**EXERCISE GOAL:**
In this exercise, the entries below are to be transcribed exactly, line by line.

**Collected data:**
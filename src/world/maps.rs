//! Farm map layout.
//!
//! The farm is a grid of characters, one per 64×64 cell: `F` marks ground the
//! hoe can break, anything else is scenery. Rows may be ragged; short rows are
//! padded with scenery.

use bevy::prelude::*;

use crate::farming::SoilGrid;
use crate::shared::*;

pub const FARMABLE: char = 'F';

/// The farm around the house. Twenty cells wide, twelve tall.
pub const FARM_LAYOUT: &str = "\
....................
....................
..FFFFFFFF..........
..FFFFFFFF....FFFF..
..FFFFFFFF....FFFF..
..FFFFFFFF....FFFF..
..............FFFF..
.....FFFFFF.........
.....FFFFFF.........
.....FFFFFF.........
....................
....................";

#[derive(Debug, Clone, PartialEq, Eq)]
pub struct MapDef {
    pub rows: u32,
    pub cols: u32,
    pub farmable: Vec<GridPos>,
}

impl MapDef {
    /// Parse a character layout. Blank lines at either end are ignored.
    pub fn parse(layout: &str) -> Self {
        let lines: Vec<&str> = layout
            .lines()
            .skip_while(|line| line.trim().is_empty())
            .collect();
        let lines = match lines.iter().rposition(|line| !line.trim().is_empty()) {
            Some(last) => &lines[..=last],
            None => &[][..],
        };

        let rows = lines.len() as u32;
        let cols = lines.iter().map(|line| line.chars().count()).max().unwrap_or(0) as u32;
        let farmable = lines
            .iter()
            .enumerate()
            .flat_map(|(row, line)| {
                line.chars()
                    .enumerate()
                    .filter(|&(_, ch)| ch == FARMABLE)
                    .map(move |(col, _)| GridPos::new(row as u32, col as u32))
            })
            .collect();

        Self { rows, cols, farmable }
    }

    pub fn farm() -> Self {
        Self::parse(FARM_LAYOUT)
    }

    pub fn soil_grid(&self) -> SoilGrid {
        SoilGrid::from_farmable(self.rows, self.cols, self.farmable.iter().copied())
    }

    /// Size of the map in map pixels.
    pub fn pixel_size(&self) -> Vec2 {
        Vec2::new(self.cols as f32 * TILE_SIZE, self.rows as f32 * TILE_SIZE)
    }
}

**OUTPUT OF THE EXERCISE:**
filename src/world/maps.rs
//! Farm map layout.
//!
//! The farm is a grid of characters, one per 64×64 cell: `F` marks ground the
//! hoe can break, anything else is scenery. Rows may be ragged; short rows are
//! padded with scenery.

use bevy::prelude::*;

use crate::farming::SoilGrid;
use crate::shared::*;

pub const FARMABLE: char = 'F';

/// The farm around the house. Twenty cells wide, twelve tall.
pub const FARM_LAYOUT: &str = "\
....................
....................
..FFFFFFFF..........
..FFFFFFFF....FFFF..
..FFFFFFFF....FFFF..
..FFFFFFFF....FFFF..
..............FFFF..
.....FFFFFF.........
.....FFFFFF.........
.....FFFFFF.........
....................
....................";

#[derive(Debug, Clone, PartialEq, Eq)]
pub struct MapDef {
    pub rows: u32,
    pub cols: u32,
    pub farmable: Vec<GridPos>,
}

impl MapDef {
    /// Parse a character layout. Blank lines at either end are ignored.
    pub fn parse(layout: &str) -> Self {
        let lines: Vec<&str> = layout
            .lines()
            .skip_while(|line| line.trim().is_empty())
            .collect();
        let lines = match lines.iter().rposition(|line| !line.trim().is_empty()) {
            Some(last) => &lines[..=last],
            None => &[][..],
        };

        let rows = lines.len() as u32;
        let cols = lines.iter().map(|line| line.chars().count()).max().unwrap_or(0) as u32;
        let farmable = lines
            .iter()
            .enumerate()
            .flat_map(|(row, line)| {
                line.chars()
                    .enumerate()
                    .filter(|&(_, ch)| ch == FARMABLE)
                    .map(move |(col, _)| GridPos::new(row as u32, col as u32))
            })
            .collect();

        Self { rows, cols, farmable }
    }

    pub fn farm() -> Self {
        Self::parse(FARM_LAYOUT)
    }

    pub fn soil_grid(&self) -> SoilGrid {
        SoilGrid::from_farmable(self.rows, self.cols, self.farmable.iter().copied())
    }

    /// Size of the map in map pixels.
    pub fn pixel_size(&self) -> Vec2 {
        Vec2::new(self.cols as f32 * TILE_SIZE, self.rows as f32 * TILE_SIZE)
    }
}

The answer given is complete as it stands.